===== Excerpted records =====

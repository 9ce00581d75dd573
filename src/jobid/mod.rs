//! Job ID codec
//!
//! Job IDs are 64-bit integers issued monotonically by the job manager.
//! In the KVS they appear as a dotted-hex token (four 16-bit groups), which
//! doubles as the shard path of the job's directory:
//!
//! ```text
//! id 0x00000004b2000000  ->  0000.0004.b200.0000  ->  job.0000.0004.b200.0000
//! ```
//!
//! Decimal and `0x` hex forms are accepted on input for operator tooling.

mod errors;

use std::fmt;
use std::str::FromStr;

use serde::{Deserialize, Serialize};

pub use errors::{DecodeError, DecodeResult};

/// Number of 16-bit groups in a dotted-hex token
pub const DOTHEX_GROUPS: usize = 4;

/// Textual encodings of a job ID
#[derive(Debug, Clone, Copy, PartialEq, Eq)]
pub enum IdEncoding {
    /// `0000.0004.b200.0000`
    DotHex,
    /// `20233322496`
    Decimal,
    /// `0x4b2000000`
    Hex,
}

impl IdEncoding {
    /// Returns the encoding name
    pub fn as_str(&self) -> &'static str {
        match self {
            IdEncoding::DotHex => "dothex",
            IdEncoding::Decimal => "decimal",
            IdEncoding::Hex => "hex",
        }
    }
}

impl fmt::Display for IdEncoding {
    fn fmt(&self, f: &mut fmt::Formatter<'_>) -> fmt::Result {
        write!(f, "{}", self.as_str())
    }
}

/// A job identifier
#[derive(
    Debug, Clone, Copy, Default, PartialEq, Eq, PartialOrd, Ord, Hash, Serialize, Deserialize,
)]
#[serde(transparent)]
pub struct JobId(u64);

impl JobId {
    /// Wraps a raw 64-bit ID
    pub const fn new(id: u64) -> Self {
        Self(id)
    }

    /// Returns the raw 64-bit value
    pub const fn as_u64(&self) -> u64 {
        self.0
    }

    /// Encodes the ID in the given textual form
    pub fn encode(&self, encoding: IdEncoding) -> String {
        match encoding {
            IdEncoding::DotHex => format!(
                "{:04x}.{:04x}.{:04x}.{:04x}",
                (self.0 >> 48) & 0xffff,
                (self.0 >> 32) & 0xffff,
                (self.0 >> 16) & 0xffff,
                self.0 & 0xffff
            ),
            IdEncoding::Decimal => self.0.to_string(),
            IdEncoding::Hex => format!("0x{:x}", self.0),
        }
    }

    /// Decodes a token in the given textual form
    pub fn decode(text: &str, encoding: IdEncoding) -> DecodeResult<Self> {
        match encoding {
            IdEncoding::DotHex => decode_dothex(text),
            IdEncoding::Decimal => {
                if text.is_empty() || !text.bytes().all(|b| b.is_ascii_digit()) {
                    return Err(DecodeError::new(text, encoding, "expected decimal digits"));
                }
                text.parse::<u64>()
                    .map(JobId)
                    .map_err(|e| DecodeError::new(text, encoding, e.to_string()))
            }
            IdEncoding::Hex => {
                let digits = text
                    .strip_prefix("0x")
                    .ok_or_else(|| DecodeError::new(text, encoding, "missing 0x prefix"))?;
                if digits.is_empty() || !digits.bytes().all(|b| b.is_ascii_hexdigit()) {
                    return Err(DecodeError::new(text, encoding, "expected hex digits"));
                }
                u64::from_str_radix(digits, 16)
                    .map(JobId)
                    .map_err(|e| DecodeError::new(text, encoding, e.to_string()))
            }
        }
    }

    /// Returns the KVS directory holding this job's records, e.g.
    /// `job.0000.0004.b200.0000`
    pub fn kvs_dir(&self, root: &str) -> String {
        format!("{}.{}", root, self.encode(IdEncoding::DotHex))
    }

    /// Returns the KVS key of one of this job's records, e.g.
    /// `job.0000.0004.b200.0000.eventlog`
    pub fn kvs_key(&self, root: &str, name: &str) -> String {
        format!("{}.{}", self.kvs_dir(root), name)
    }
}

fn decode_dothex(text: &str) -> DecodeResult<JobId> {
    let groups: Vec<&str> = text.split('.').collect();
    if groups.len() != DOTHEX_GROUPS {
        return Err(DecodeError::new(
            text,
            IdEncoding::DotHex,
            format!("expected {} groups, found {}", DOTHEX_GROUPS, groups.len()),
        ));
    }

    let mut id: u64 = 0;
    for group in groups {
        if group.is_empty() || group.len() > 4 || !group.bytes().all(|b| b.is_ascii_hexdigit()) {
            return Err(DecodeError::new(
                text,
                IdEncoding::DotHex,
                format!("malformed group '{}'", group),
            ));
        }
        let value = u16::from_str_radix(group, 16)
            .map_err(|e| DecodeError::new(text, IdEncoding::DotHex, e.to_string()))?;
        id = (id << 16) | u64::from(value);
    }
    Ok(JobId(id))
}

impl From<u64> for JobId {
    fn from(id: u64) -> Self {
        Self(id)
    }
}

impl fmt::Display for JobId {
    fn fmt(&self, f: &mut fmt::Formatter<'_>) -> fmt::Result {
        write!(f, "{}", self.0)
    }
}

impl FromStr for JobId {
    type Err = DecodeError;

    /// Accepts dothex, `0x` hex or decimal
    fn from_str(s: &str) -> Result<Self, Self::Err> {
        if s.contains('.') {
            Self::decode(s, IdEncoding::DotHex)
        } else if s.starts_with("0x") {
            Self::decode(s, IdEncoding::Hex)
        } else {
            Self::decode(s, IdEncoding::Decimal)
        }
    }
}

=====

Set down only the lines above that fall between the line holding "in a dotted-hex token" and the line holding "the encoding name", inclusive, keeping each exact.

/// Number of 16-bit groups in a dotted-hex token
pub const DOTHEX_GROUPS: usize = 4;

/// Textual encodings of a job ID
#[derive(Debug, Clone, Copy, PartialEq, Eq)]
pub enum IdEncoding {
    /// `0000.0004.b200.0000`
    DotHex,
    /// `20233322496`
    Decimal,
    /// `0x4b2000000`
    Hex,
}

impl IdEncoding {
    /// Returns the encoding name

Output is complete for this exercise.